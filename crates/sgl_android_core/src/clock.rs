//! # Frame Clock
//!
//! Integer millisecond delta times without cumulative drift.
//!
//! ## The Problem
//!
//! ```text
//! elapsed = 16_600_000ns  ->  delta = 16ms  (0.6ms lost)
//! x 1000 frames           ->  600ms of game time lost
//! ```
//!
//! ## The Solution
//!
//! The sub-millisecond remainder is carried into the next frame by moving
//! the baseline to `now - remainder` instead of `now`. The sum of reported
//! deltas then never trails wall time by more than 1ms.

use std::time::Instant;

/// Nanoseconds per millisecond.
pub const NANOS_PER_MILLI: u64 = 1_000_000;

/// Monotonic timestamp source.
pub trait ClockSource: Send + Sync {
    /// Current monotonic time in nanoseconds.
    fn now_nanos(&self) -> u64;
}

/// [`ClockSource`] backed by [`Instant`].
///
/// Timestamps are relative to construction.
#[derive(Clone, Copy, Debug)]
pub struct MonotonicClock {
    origin: Instant,
}

impl MonotonicClock {
    /// Creates a clock whose zero is now.
    #[must_use]
    pub fn new() -> Self {
        Self {
            origin: Instant::now(),
        }
    }
}

impl Default for MonotonicClock {
    fn default() -> Self {
        Self::new()
    }
}

impl ClockSource for MonotonicClock {
    #[inline]
    fn now_nanos(&self) -> u64 {
        self.origin.elapsed().as_nanos() as u64
    }
}

/// Delta-time calculator with remainder carry.
///
/// Owned by a single driver, never shared.
#[derive(Clone, Copy, Debug, Default)]
pub struct FrameClock {
    /// Baseline of the next delta. `None` until the first tick.
    last_nanos: Option<u64>,
}

impl FrameClock {
    /// Creates a clock without a baseline; the first tick returns 0.
    #[must_use]
    pub const fn new() -> Self {
        Self { last_nanos: None }
    }

    /// Creates a clock whose baseline is `now_nanos`.
    #[must_use]
    pub const fn starting_at(now_nanos: u64) -> Self {
        Self {
            last_nanos: Some(now_nanos),
        }
    }

    /// Returns whole milliseconds since the previous tick.
    ///
    /// A timestamp before the baseline returns 0 and leaves the baseline
    /// untouched.
    pub fn tick(&mut self, now_nanos: u64) -> u64 {
        let Some(last) = self.last_nanos else {
            self.last_nanos = Some(now_nanos);
            return 0;
        };

        if now_nanos < last {
            return 0;
        }

        let elapsed = now_nanos - last;
        let delta_ms = elapsed / NANOS_PER_MILLI;
        // Keep the lost fraction for the next frame
        self.last_nanos = Some(now_nanos - (elapsed - delta_ms * NANOS_PER_MILLI));
        delta_ms
    }

    /// Current baseline, if any.
    #[inline]
    #[must_use]
    pub const fn baseline(&self) -> Option<u64> {
        self.last_nanos
    }
}
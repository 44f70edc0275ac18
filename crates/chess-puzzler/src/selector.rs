//! Puzzle selection over the corpus index.
//!
//! Each filter dimension yields a sorted candidate list; the lists are
//! intersected smallest-first. When nothing survives, selection relaxes
//! instead of failing. The only hard failure is an empty corpus.

use std::collections::HashSet;
use std::sync::Arc;

use rand::seq::SliceRandom;
use rand::Rng;
use serde::{Deserialize, Serialize};
use tracing::debug;

use crate::error::SelectError;
use crate::index::{CorpusIndex, PuzzleRef};
use crate::puzzle::{LengthCategory, Puzzle, PuzzleId, Tier};

/// Default half-width of the rating window.
pub const DEFAULT_RATING_RANGE: i32 = 200;

/// How many nearest-rated puzzles the fallback picks from.
pub const NEAREST_FALLBACK_POOL: usize = 5;

/// How a theme set constrains candidates.
#[derive(Debug, Clone, Copy, PartialEq, Eq, Default, Serialize, Deserialize)]
#[serde(rename_all = "lowercase")]
pub enum ThemeMatch {
    /// Puzzle carries at least one of the themes
    #[default]
    Any,
    /// Puzzle carries every theme
    All,
}

#[derive(Debug, Clone, PartialEq, Eq)]
pub struct SelectionFilters {
    pub rating_center: Option<i32>,
    pub rating_range: i32,
    pub themes: Vec<String>,
    pub theme_match: ThemeMatch,
    pub difficulty_tier: Option<Tier>,
    pub length_category: Option<LengthCategory>,
    pub exclude: HashSet<PuzzleId>,
    /// Last puzzle served to this caller; not repeated when an alternative exists.
    pub previous: Option<PuzzleId>,
}

impl Default for SelectionFilters {
    fn default() -> Self {
        Self {
            rating_center: None,
            rating_range: DEFAULT_RATING_RANGE,
            themes: Vec::new(),
            theme_match: ThemeMatch::Any,
            difficulty_tier: None,
            length_category: None,
            exclude: HashSet::new(),
            previous: None,
        }
    }
}

impl SelectionFilters {
    pub fn around(rating: i32) -> Self {
        Self {
            rating_center: Some(rating),
            ..Default::default()
        }
    }

    pub fn with_range(mut self, range: i32) -> Self {
        self.rating_range = range;
        self
    }

    pub fn with_theme(mut self, theme: impl Into<String>) -> Self {
        self.themes.push(theme.into());
        self
    }

    pub fn with_tier(mut self, tier: Tier) -> Self {
        self.difficulty_tier = Some(tier);
        self
    }

    pub fn with_length(mut self, category: LengthCategory) -> Self {
        self.length_category = Some(category);
        self
    }

    pub fn excluding<I, S>(mut self, ids: I) -> Self
    where
        I: IntoIterator<Item = S>,
        S: Into<String>,
    {
        self.exclude.extend(ids.into_iter().map(Into::into));
        self
    }

    pub fn after(mut self, previous: impl Into<String>) -> Self {
        self.previous = Some(previous.into());
        self
    }

    /// Does a puzzle satisfy every specified predicate?
    pub fn matches(&self, puzzle: &Puzzle) -> bool {
        if let Some(center) = self.rating_center {
            let (low, high) = rating_window(center, self.rating_range);
            if puzzle.rating < low || puzzle.rating > high {
                return false;
            }
        }

        let themes: Vec<&String> = self.themes.iter().filter(|t| !t.trim().is_empty()).collect();
        if !themes.is_empty() {
            let ok = match self.theme_match {
                ThemeMatch::Any => themes.iter().any(|t| puzzle.has_theme(t)),
                ThemeMatch::All => themes.iter().all(|t| puzzle.has_theme(t)),
            };
            if !ok {
                return false;
            }
        }

        if self.difficulty_tier.is_some() && puzzle.tier() != self.difficulty_tier {
            return false;
        }
        if self.length_category.is_some() && puzzle.length_category() != self.length_category {
            return false;
        }

        !self.exclude.contains(&puzzle.id)
    }
}

/// Which stage of selection produced the puzzle.
#[derive(Debug, Clone, Copy, PartialEq, Eq, Serialize, Deserialize)]
#[serde(rename_all = "camelCase")]
pub enum MatchKind {
    /// Satisfies every filter
    Exact,
    /// Rating window was empty; one of the closest-rated puzzles instead
    NearestRating,
    /// Filters were dropped to find anything at all
    Relaxed,
}

#[derive(Debug, Clone)]
pub struct Selection {
    pub puzzle: Arc<Puzzle>,
    pub match_kind: MatchKind,
}

impl Selection {
    pub fn is_exact(&self) -> bool {
        self.match_kind == MatchKind::Exact
    }
}

/// Stateless selector borrowing a built index.
#[derive(Debug, Clone, Copy)]
pub struct Selector<'a> {
    index: &'a CorpusIndex,
}

impl<'a> Selector<'a> {
    pub fn new(index: &'a CorpusIndex) -> Self {
        Self { index }
    }

    pub fn index(&self) -> &'a CorpusIndex {
        self.index
    }

    pub fn select(&self, filters: &SelectionFilters) -> Result<Selection, SelectError> {
        self.select_with(filters, &mut rand::thread_rng())
    }

    pub fn select_batch(&self, n: usize, filters: &SelectionFilters) -> Vec<Arc<Puzzle>> {
        self.select_batch_with(n, filters, &mut rand::thread_rng())
    }

    pub fn select_with<R: Rng + ?Sized>(
        &self,
        filters: &SelectionFilters,
        rng: &mut R,
    ) -> Result<Selection, SelectError> {
        if self.index.is_empty() {
            return Err(SelectError::NotFound);
        }

        let strict = self.without_excluded(self.candidates(filters, true), filters);
        if let Some(r) = self.pick_uniform(&strict, filters, rng) {
            return Ok(self.selection(r, MatchKind::Exact));
        }

        // Relax: drop the rating window, then every filter, then the exclusions.
        let mut pool = self.without_excluded(self.candidates(filters, false), filters);
        if pool.is_empty() {
            pool = self.without_excluded((0..self.index.len()).collect(), filters);
        }
        if pool.is_empty() {
            pool = (0..self.index.len()).collect();
        }

        let selection = match filters.rating_center {
            Some(center) => {
                let r = self.pick_nearest(pool, center, filters, rng);
                self.selection(r, MatchKind::NearestRating)
            }
            None => {
                let r = self
                    .pick_uniform(&pool, filters, rng)
                    .ok_or(SelectError::NotFound)?;
                self.selection(r, MatchKind::Relaxed)
            }
        };

        debug!(
            puzzle_id = %selection.puzzle.id,
            match_kind = ?selection.match_kind,
            "No exact match; fell back"
        );
        Ok(selection)
    }

    /// Up to `n` distinct puzzles, every one an exact match. Returns fewer
    /// once the exact matches run out.
    pub fn select_batch_with<R: Rng + ?Sized>(
        &self,
        n: usize,
        filters: &SelectionFilters,
        rng: &mut R,
    ) -> Vec<Arc<Puzzle>> {
        let mut filters = filters.clone();
        let mut chosen: Vec<Arc<Puzzle>> = Vec::with_capacity(n);

        while chosen.len() < n {
            let selection = match self.select_with(&filters, rng) {
                Ok(s) if s.is_exact() => s,
                _ => break,
            };
            let id = &selection.puzzle.id;
            if filters.exclude.contains(id) || chosen.iter().any(|p| &p.id == id) {
                break;
            }
            filters.exclude.insert(id.clone());
            filters.previous = Some(id.clone());
            chosen.push(selection.puzzle);
        }

        chosen
    }

    fn selection(&self, r: PuzzleRef, match_kind: MatchKind) -> Selection {
        Selection {
            puzzle: Arc::clone(self.index.puzzle(r)),
            match_kind,
        }
    }

    /// Intersect the candidate lists of every specified dimension.
    /// With no dimension specified the whole corpus is the candidate set.
    fn candidates(&self, filters: &SelectionFilters, with_rating: bool) -> Vec<PuzzleRef> {
        let mut dimensions: Vec<Vec<PuzzleRef>> = Vec::new();

        if with_rating {
            if let Some(center) = filters.rating_center {
                let (low, high) = rating_window(center, filters.rating_range);
                dimensions.push(self.index.by_rating_range(low, high));
            }
        }

        let themes: Vec<&str> = filters
            .themes
            .iter()
            .map(|t| t.trim())
            .filter(|t| !t.is_empty())
            .collect();
        if !themes.is_empty() {
            match filters.theme_match {
                ThemeMatch::Any => {
                    let mut union: Vec<PuzzleRef> = themes
                        .iter()
                        .flat_map(|t| self.index.by_theme(t).iter().copied())
                        .collect();
                    union.sort_unstable();
                    union.dedup();
                    dimensions.push(union);
                }
                ThemeMatch::All => {
                    for theme in themes {
                        dimensions.push(self.index.by_theme(theme).to_vec());
                    }
                }
            }
        }

        if let Some(tier) = filters.difficulty_tier {
            dimensions.push(self.index.by_tier(tier).to_vec());
        }
        if let Some(category) = filters.length_category {
            dimensions.push(self.index.by_length(category).to_vec());
        }

        if dimensions.is_empty() {
            return (0..self.index.len()).collect();
        }
        intersect_sorted(dimensions)
    }

    fn without_excluded(&self, mut refs: Vec<PuzzleRef>, filters: &SelectionFilters) -> Vec<PuzzleRef> {
        if !filters.exclude.is_empty() {
            refs.retain(|&r| !filters.exclude.contains(&self.index.puzzle(r).id));
        }
        refs
    }

    fn pick_uniform<R: Rng + ?Sized>(
        &self,
        refs: &[PuzzleRef],
        filters: &SelectionFilters,
        rng: &mut R,
    ) -> Option<PuzzleRef> {
        if refs.len() > 1 {
            if let Some(previous) = &filters.previous {
                let fresh: Vec<PuzzleRef> = refs
                    .iter()
                    .copied()
                    .filter(|&r| &self.index.puzzle(r).id != previous)
                    .collect();
                if !fresh.is_empty() {
                    return fresh.choose(rng).copied();
                }
            }
        }
        refs.choose(rng).copied()
    }

    /// One of the `NEAREST_FALLBACK_POOL` puzzles closest to `center`.
    fn pick_nearest<R: Rng + ?Sized>(
        &self,
        mut pool: Vec<PuzzleRef>,
        center: i32,
        filters: &SelectionFilters,
        rng: &mut R,
    ) -> PuzzleRef {
        pool.sort_by_key(|&r| (self.index.puzzle(r).rating.abs_diff(center), r));
        pool.truncate(NEAREST_FALLBACK_POOL);
        self.pick_uniform(&pool, filters, rng).unwrap_or(pool[0])
    }
}

/// Inclusive `[center - range, center + range]`, clamped to the i32 range.
fn rating_window(center: i32, range: i32) -> (i32, i32) {
    let range = range.max(0);
    (center.saturating_sub(range), center.saturating_add(range))
}

/// Intersection of sorted reference lists, smallest list first.
fn intersect_sorted(mut lists: Vec<Vec<PuzzleRef>>) -> Vec<PuzzleRef> {
    lists.sort_by_key(|list| list.len());
    let mut iter = lists.into_iter();
    let mut result = iter.next().unwrap_or_default();
    for list in iter {
        if result.is_empty() {
            break;
        }
        result.retain(|r| list.binary_search(r).is_ok());
    }
    result
}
========================
• **Work item**
Where the line holding "pub fn matches(&self, puzzle: &Puzzle)" appears in the listing above, start reproducing exactly, and end with the line holding "let ok = match".

• **Answer below**
    pub fn matches(&self, puzzle: &Puzzle) -> bool {
        if let Some(center) = self.rating_center {
            let (low, high) = rating_window(center, self.rating_range);
            if puzzle.rating < low || puzzle.rating > high {
                return false;
            }
        }

        let themes: Vec<&String> = self.themes.iter().filter(|t| !t.trim().is_empty()).collect();
        if !themes.is_empty() {
            let ok = match self.theme_match {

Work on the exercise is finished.